* _Task statement_: Below are some records. Say how many of their lines contain the string "filename", and give nothing but the number.

* _Data_:
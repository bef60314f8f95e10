//! Base converter — one integer literal rendered in all four radices.
//!
//! ```text
//! literal ──parse(radix)──▶ i128 ──range(width, signed)──▶ Conversion
//!                                                         ├ binary  (two's complement, padded)
//!                                                         ├ decimal (signed)
//!                                                         ├ hex     (signed, uppercase)
//!                                                         └ octal   (signed)
//! ```
//!
//! Only the binary rendering wraps negative values into their
//! two's-complement pattern. Hex and octal render the signed value with a
//! leading minus sign, e.g. `-1` at 8 bits is `11111111` / `-1` / `-1`.

use serde::{Deserialize, Serialize};

use crate::model::{BitVector, BitWidth, Radix};
use crate::{Error, Result};

/// The same value rendered in every radix.
///
/// A blank input produces [`Conversion::empty`]: all strings empty, no bits.
#[derive(Debug, Clone, Default, PartialEq, Eq, Serialize, Deserialize)]
pub struct Conversion {
    pub binary: String,
    pub decimal: String,
    pub hexadecimal: String,
    pub octal: String,
    /// Raw bit pattern behind `binary`, MSB first.
    pub bits: BitVector,
}

impl Conversion {
    pub fn empty() -> Self {
        Self::default()
    }

    pub fn is_empty(&self) -> bool {
        self.decimal.is_empty()
    }

    /// Rendering for a given radix.
    pub fn get(&self, radix: Radix) -> &str {
        match radix {
            Radix::Binary => &self.binary,
            Radix::Octal => &self.octal,
            Radix::Decimal => &self.decimal,
            Radix::Hexadecimal => &self.hexadecimal,
        }
    }
}

/// Convert `literal` (written in `radix`) for a `width`-bit register.
///
/// Fails with [`Error::ParseError`] when the literal contains a character
/// outside the radix's digit set, and with [`Error::RangeError`] when the
/// value does not fit `width` bits under the chosen signedness.
pub fn convert_base(literal: &str, radix: Radix, width: BitWidth, signed: bool) -> Result<Conversion> {
    if literal.trim().is_empty() {
        return Ok(Conversion::empty());
    }

    let result = parse_literal(literal, radix).and_then(|parsed| match parsed {
        Magnitude::Exact(value) if width.contains(value, signed) => Ok(render(value, width)),
        _ => Err(Error::RangeError { width, signed }),
    });

    match &result {
        Ok(c) => tracing::debug!(literal, %radix, %width, signed, decimal = %c.decimal, "converted literal"),
        Err(e) => tracing::debug!(literal, %radix, %width, signed, error = %e, "conversion rejected"),
    }
    result
}

// ============================================================================
// Parsing
// ============================================================================

/// Parsed value, or a marker that it exceeds every supported width.
#[derive(Debug, Clone, Copy, PartialEq, Eq)]
enum Magnitude {
    Exact(i128),
    Overflow,
}

/// Strict parse: optional sign, optional `0x` for hex, then digits only.
fn parse_literal(literal: &str, radix: Radix) -> Result<Magnitude> {
    let invalid = || Error::ParseError { literal: literal.to_owned(), radix };

    let trimmed = literal.trim();
    let (negative, unsigned) = if let Some(rest) = trimmed.strip_prefix('-') {
        (true, rest)
    } else if let Some(rest) = trimmed.strip_prefix('+') {
        (false, rest)
    } else {
        (false, trimmed)
    };

    let digits = match radix {
        Radix::Hexadecimal => unsigned
            .strip_prefix("0x")
            .or_else(|| unsigned.strip_prefix("0X"))
            .unwrap_or(unsigned),
        _ => unsigned,
    };
    if digits.is_empty() {
        return Err(invalid());
    }

    let base = i128::from(radix.base());
    let mut acc: Option<i128> = Some(0);
    for c in digits.chars() {
        let digit = radix.digit_value(c).ok_or_else(invalid)?;
        // Keep scanning after overflow so bad characters still win.
        acc = acc
            .and_then(|v| v.checked_mul(base))
            .and_then(|v| v.checked_add(i128::from(digit)));
    }

    Ok(match acc {
        Some(v) if negative => Magnitude::Exact(-v),
        Some(v) => Magnitude::Exact(v),
        None => Magnitude::Overflow,
    })
}

// ============================================================================
// Rendering
// ============================================================================

fn render(value: i128, width: BitWidth) -> Conversion {
    let pattern = value.rem_euclid(width.modulus()) as u64;
    let bits = BitVector::from_u64(pattern, width);

    let (sign, magnitude) = if value < 0 { ("-", value.unsigned_abs()) } else { ("", value as u128) };

    Conversion {
        binary: bits.to_string(),
        decimal: value.to_string(),
        hexadecimal: format!("{sign}{magnitude:X}"),
        octal: format!("{sign}{magnitude:o}"),
        bits,
    }
}

#[cfg(test)]
mod tests {
    use super::*;

    #[test]
    fn test_blank_literal_is_empty() {
        for blank in ["", "   ", "\t\n"] {
            let c = convert_base(blank, Radix::Decimal, BitWidth::W8, false).unwrap();
            assert!(c.is_empty());
            assert_eq!(c.binary, "");
            assert_eq!(c.hexadecimal, "");
            assert_eq!(c.octal, "");
            assert!(c.bits.is_empty());
        }
    }

    #[test]
    fn test_decimal_to_all() {
        let c = convert_base("202", Radix::Decimal, BitWidth::W8, false).unwrap();
        assert_eq!(c.binary, "11001010");
        assert_eq!(c.decimal, "202");
        assert_eq!(c.hexadecimal, "CA");
        assert_eq!(c.octal, "312");
        assert_eq!(c.bits.len(), 8);
    }

    #[test]
    fn test_hex_input_case_and_prefix() {
        let lower = convert_base("ff", Radix::Hexadecimal, BitWidth::W8, false).unwrap();
        let prefixed = convert_base("0xFF", Radix::Hexadecimal, BitWidth::W8, false).unwrap();
        assert_eq!(lower, prefixed);
        assert_eq!(lower.decimal, "255");
    }

    #[test]
    fn test_negative_signed_asymmetry() {
        let c = convert_base("-6", Radix::Decimal, BitWidth::W8, true).unwrap();
        assert_eq!(c.binary, "11111010");
        assert_eq!(c.decimal, "-6");
        assert_eq!(c.hexadecimal, "-6");
        assert_eq!(c.octal, "-6");
    }

    #[test]
    fn test_signed_minimum() {
        let c = convert_base("-128", Radix::Decimal, BitWidth::W8, true).unwrap();
        assert_eq!(c.binary, "10000000");
        assert_eq!(c.hexadecimal, "-80");
        assert!(matches!(
            convert_base("-129", Radix::Decimal, BitWidth::W8, true),
            Err(Error::RangeError { .. })
        ));
    }

    #[test]
    fn test_negative_rejected_when_unsigned() {
        let err = convert_base("-1", Radix::Decimal, BitWidth::W16, false).unwrap_err();
        assert_eq!(err.to_string(), "Number out of range for 16-bit unsigned integer");
    }

    #[test]
    fn test_invalid_digit() {
        let err = convert_base("102", Radix::Binary, BitWidth::W8, false).unwrap_err();
        assert!(matches!(err, Error::ParseError { radix: Radix::Binary, .. }));

        assert!(convert_base("12abc", Radix::Decimal, BitWidth::W8, false).is_err());
        assert!(convert_base("-", Radix::Decimal, BitWidth::W8, true).is_err());
        assert!(convert_base("0x", Radix::Hexadecimal, BitWidth::W8, false).is_err());
        assert!(convert_base("0x1", Radix::Decimal, BitWidth::W8, false).is_err());
    }

    #[test]
    fn test_64_bit_extremes_are_exact() {
        let max = convert_base("18446744073709551615", Radix::Decimal, BitWidth::W64, false).unwrap();
        assert_eq!(max.binary, "1".repeat(64));
        assert_eq!(max.hexadecimal, "FFFFFFFFFFFFFFFF");

        let min = convert_base("-9223372036854775808", Radix::Decimal, BitWidth::W64, true).unwrap();
        assert_eq!(min.binary, format!("1{}", "0".repeat(63)));
        assert_eq!(min.octal, "-1000000000000000000000");
    }

    #[test]
    fn test_huge_literal_is_range_error() {
        let huge = "9".repeat(60);
        assert!(matches!(
            convert_base(&huge, Radix::Decimal, BitWidth::W64, false),
            Err(Error::RangeError { .. })
        ));
        // A bad digit still reports a parse error even past overflow.
        let bad = format!("{huge}z");
        assert!(matches!(
            convert_base(&bad, Radix::Decimal, BitWidth::W64, false),
            Err(Error::ParseError { .. })
        ));
    }
}
//! Lab configuration — the state each tool starts from.
//!
//! Every field has a default, so a config file only lists what it changes:
//!
//! ```json
//! { "tool": "logic", "gates": { "gate": "XOR", "inputs": 3 } }
//! ```

use std::path::Path;

use serde::{Deserialize, Serialize};

use crate::bitwise::BitwiseOp;
use crate::gate::{Gate, MULTI_INPUT_ARITY};
use crate::lab::{SimulatorMode, Tool};
use crate::model::{BitWidth, Radix};
use crate::{Error, Result};

/// Initial settings for every tool in the lab.
#[derive(Debug, Clone, PartialEq, Eq, Default, Serialize, Deserialize)]
#[serde(default)]
pub struct LabConfig {
    /// Tool selected on start.
    pub tool: Tool,
    pub converter: ConverterDefaults,
    pub bitwise: BitwiseDefaults,
    pub gates: GateDefaults,
}

#[derive(Debug, Clone, PartialEq, Eq, Serialize, Deserialize)]
#[serde(default)]
pub struct ConverterDefaults {
    pub radix: Radix,
    pub width: BitWidth,
    pub signed: bool,
}

impl Default for ConverterDefaults {
    fn default() -> Self {
        Self { radix: Radix::Decimal, width: BitWidth::W8, signed: false }
    }
}

#[derive(Debug, Clone, PartialEq, Eq, Serialize, Deserialize)]
#[serde(default)]
pub struct BitwiseDefaults {
    pub operand_a: String,
    pub operand_b: String,
    pub op: BitwiseOp,
    pub width: BitWidth,
}

impl Default for BitwiseDefaults {
    fn default() -> Self {
        Self {
            operand_a: "1101".into(),
            operand_b: "1010".into(),
            op: BitwiseOp::And,
            width: BitWidth::W8,
        }
    }
}

#[derive(Debug, Clone, PartialEq, Eq, Serialize, Deserialize)]
#[serde(default)]
pub struct GateDefaults {
    pub gate: Gate,
    /// Input count for multi-input gates (2–4). Ignored by `NOT`.
    pub inputs: usize,
    pub mode: SimulatorMode,
}

impl Default for GateDefaults {
    fn default() -> Self {
        Self { gate: Gate::And, inputs: 2, mode: SimulatorMode::Single }
    }
}

impl LabConfig {
    /// Parse and validate a JSON config.
    pub fn from_json_str(json: &str) -> Result<Self> {
        let config: LabConfig = serde_json::from_str(json)?;
        config.validate()?;
        Ok(config)
    }

    /// Read and parse a JSON config file.
    pub fn from_path(path: impl AsRef<Path>) -> Result<Self> {
        let path = path.as_ref();
        let json = std::fs::read_to_string(path)?;
        tracing::debug!(path = %path.display(), "loading lab config");
        Self::from_json_str(&json)
    }

    pub fn to_json_string(&self) -> Result<String> {
        Ok(serde_json::to_string_pretty(self)?)
    }

    pub fn validate(&self) -> Result<()> {
        if !MULTI_INPUT_ARITY.contains(&self.gates.inputs) {
            return Err(Error::ConfigError(format!(
                "gates.inputs must be between {} and {}, got {}",
                MULTI_INPUT_ARITY.start(),
                MULTI_INPUT_ARITY.end(),
                self.gates.inputs,
            )));
        }
        Ok(())
    }
}
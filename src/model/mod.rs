//! # Number System Model
//!
//! Value types shared by every tool: radices, bit widths and bit vectors.
//! These types cross every boundary: evaluator ↔ lab snapshot ↔ caller.
//!
//! Design rule: pure data — no I/O, no state, no logging.

pub mod radix;
pub mod bit_width;
pub mod bit_vector;

pub use radix::Radix;
pub use bit_width::BitWidth;
pub use bit_vector::BitVector;
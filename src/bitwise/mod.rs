//! Bitwise operation evaluator.
//!
//! Applies a logic operation position-by-position across fixed-width binary
//! operands. There is no carry: every output bit depends only on the input
//! bits at the same position.
//!
//! Evaluation never fails. An operand with no binary digits produces the
//! all-zero result for the requested width.

use std::fmt;
use std::str::FromStr;

use serde::{Deserialize, Serialize};

use crate::model::{BitVector, BitWidth};
use crate::Error;

// ============================================================================
// Operations
// ============================================================================

/// A bitwise operation. `Not` reads only operand A.
#[derive(Debug, Clone, Copy, PartialEq, Eq, Hash, Serialize, Deserialize)]
#[serde(rename_all = "UPPERCASE")]
pub enum BitwiseOp {
    And,
    Or,
    Xor,
    Not,
    Nand,
    Nor,
}

impl BitwiseOp {
    pub const ALL: [BitwiseOp; 6] = [
        BitwiseOp::And, BitwiseOp::Or, BitwiseOp::Xor,
        BitwiseOp::Not, BitwiseOp::Nand, BitwiseOp::Nor,
    ];

    pub fn is_unary(self) -> bool {
        matches!(self, BitwiseOp::Not)
    }

    /// Output bit for one position.
    pub fn apply(self, a: bool, b: bool) -> bool {
        match self {
            BitwiseOp::And => a && b,
            BitwiseOp::Or => a || b,
            BitwiseOp::Xor => a != b,
            BitwiseOp::Not => !a,
            BitwiseOp::Nand => !(a && b),
            BitwiseOp::Nor => !(a || b),
        }
    }

    pub fn name(self) -> &'static str {
        match self {
            BitwiseOp::And => "AND",
            BitwiseOp::Or => "OR",
            BitwiseOp::Xor => "XOR",
            BitwiseOp::Not => "NOT",
            BitwiseOp::Nand => "NAND",
            BitwiseOp::Nor => "NOR",
        }
    }

    pub fn symbol(self) -> &'static str {
        match self {
            BitwiseOp::And => "&",
            BitwiseOp::Or => "|",
            BitwiseOp::Xor => "^",
            BitwiseOp::Not => "~",
            BitwiseOp::Nand => "~&",
            BitwiseOp::Nor => "~|",
        }
    }

    pub fn description(self) -> &'static str {
        match self {
            BitwiseOp::And => "Bitwise AND - Both bits must be 1",
            BitwiseOp::Or => "Bitwise OR - Either bit can be 1",
            BitwiseOp::Xor => "Bitwise XOR - Bits must be different",
            BitwiseOp::Not => "Bitwise NOT - Inverts all bits",
            BitwiseOp::Nand => "Bitwise NAND - NOT AND",
            BitwiseOp::Nor => "Bitwise NOR - NOT OR",
        }
    }

    /// Real-world uses of the operation, for the applications panel.
    pub fn applications(self) -> &'static [&'static str] {
        match self {
            BitwiseOp::And => &[
                "Masking bits: Use to isolate specific bits (e.g., 1101 & 0011 = 0001)",
                "Hardware: Used in multiplication circuits and conditional operations",
            ],
            BitwiseOp::Or => &[
                "Setting bits: Use to turn on specific bits (e.g., 1101 | 0010 = 1111)",
                "Hardware: Used in addition circuits and flag operations",
            ],
            BitwiseOp::Xor => &[
                "Toggling bits: Use to flip specific bits (e.g., 1101 ^ 0011 = 1110)",
                "Hardware: Essential for binary addition and error detection/correction",
            ],
            BitwiseOp::Not => &[
                "Inverting: Use to flip all bits (e.g., ~1101 = 0010 in 4-bit)",
                "Hardware: Used in complement operations and logic circuit inversions",
            ],
            BitwiseOp::Nand => &[
                "Universal gate: Can implement any Boolean function",
                "Hardware: Building block for many complex circuits",
            ],
            BitwiseOp::Nor => &[
                "Universal gate: Alternative to NAND for implementing any function",
                "Hardware: Used in memory cells and flip-flop circuits",
            ],
        }
    }
}

impl fmt::Display for BitwiseOp {
    fn fmt(&self, f: &mut fmt::Formatter<'_>) -> fmt::Result {
        f.write_str(self.name())
    }
}

impl FromStr for BitwiseOp {
    type Err = Error;

    fn from_str(s: &str) -> Result<Self, Self::Err> {
        BitwiseOp::ALL
            .into_iter()
            .find(|op| op.name().eq_ignore_ascii_case(s.trim()))
            .ok_or_else(|| Error::UnknownName { kind: "bitwise operation", name: s.to_owned() })
    }
}

// ============================================================================
// Results
// ============================================================================

/// Result in the three forms the visualizer shows.
#[derive(Debug, Clone, PartialEq, Eq, Serialize, Deserialize)]
pub struct BitwiseResult {
    /// Exactly `width` characters.
    pub binary: String,
    pub decimal: u64,
    /// Uppercase, zero-padded to `ceil(width / 4)` digits.
    pub hex: String,
}

impl BitwiseResult {
    /// The fail-soft result: every bit zero.
    pub fn zeroed(width: BitWidth) -> Self {
        Self::from_bits(&BitVector::zeros(width), width)
    }

    fn from_bits(bits: &BitVector, width: BitWidth) -> Self {
        let decimal = bits.to_u64();
        Self {
            binary: bits.to_string(),
            decimal,
            hex: format!("{decimal:0digits$X}", digits = width.hex_digits()),
        }
    }
}

/// Full evaluation, including the normalized operands for the bit-by-bit
/// comparison view.
#[derive(Debug, Clone, PartialEq, Eq, Serialize, Deserialize)]
pub struct BitwiseEvaluation {
    pub op: BitwiseOp,
    pub width: BitWidth,
    pub operand_a: BitVector,
    /// `None` for `NOT`.
    pub operand_b: Option<BitVector>,
    pub bits: BitVector,
    pub result: BitwiseResult,
    /// True when an operand had no binary digits and the zero result was used.
    pub fallback: bool,
}

// ============================================================================
// Evaluation
// ============================================================================

/// Evaluate `a op b` at `width` bits. `b` is ignored for `NOT`.
pub fn evaluate_bitwise(a: &str, b: &str, op: BitwiseOp, width: BitWidth) -> BitwiseResult {
    evaluate_bitwise_detailed(a, b, op, width).result
}

/// Like [`evaluate_bitwise`], keeping the operands and result bits.
pub fn evaluate_bitwise_detailed(a: &str, b: &str, op: BitwiseOp, width: BitWidth) -> BitwiseEvaluation {
    let operand_a = normalize_operand(a, width);
    let operand_b = if op.is_unary() { None } else { Some(normalize_operand(b, width)) };

    let (operand_a, operand_b) = match (operand_a, operand_b) {
        (Some(a), None) => (a, None),
        (Some(a), Some(Some(b))) => (a, Some(b)),
        _ => {
            tracing::warn!(a, b, %op, %width, "operand has no binary digits, using zero result");
            let zeros = BitVector::zeros(width);
            return BitwiseEvaluation {
                op,
                width,
                operand_b: (!op.is_unary()).then(|| zeros.clone()),
                operand_a: zeros.clone(),
                result: BitwiseResult::zeroed(width),
                bits: zeros,
                fallback: true,
            };
        }
    };

    let bits = match &operand_b {
        Some(b) => operand_a.zip_with(b, |x, y| op.apply(x, y)),
        None => operand_a.map(|x| op.apply(x, false)),
    };
    let result = BitwiseResult::from_bits(&bits, width);
    tracing::debug!(%op, %width, binary = %result.binary, "evaluated bitwise operation");

    BitwiseEvaluation { op, width, operand_a, operand_b, bits, result, fallback: false }
}

/// Keep only `0`/`1` characters, then fit to `width` keeping the
/// least-significant bits. `None` when no binary digit remains.
pub fn normalize_operand(literal: &str, width: BitWidth) -> Option<BitVector> {
    let digits: BitVector = literal
        .chars()
        .filter(|c| matches!(c, '0' | '1'))
        .map(|c| c == '1')
        .collect();
    if digits.is_empty() {
        return None;
    }
    Some(digits.fit(width))
}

* _Response below_: 2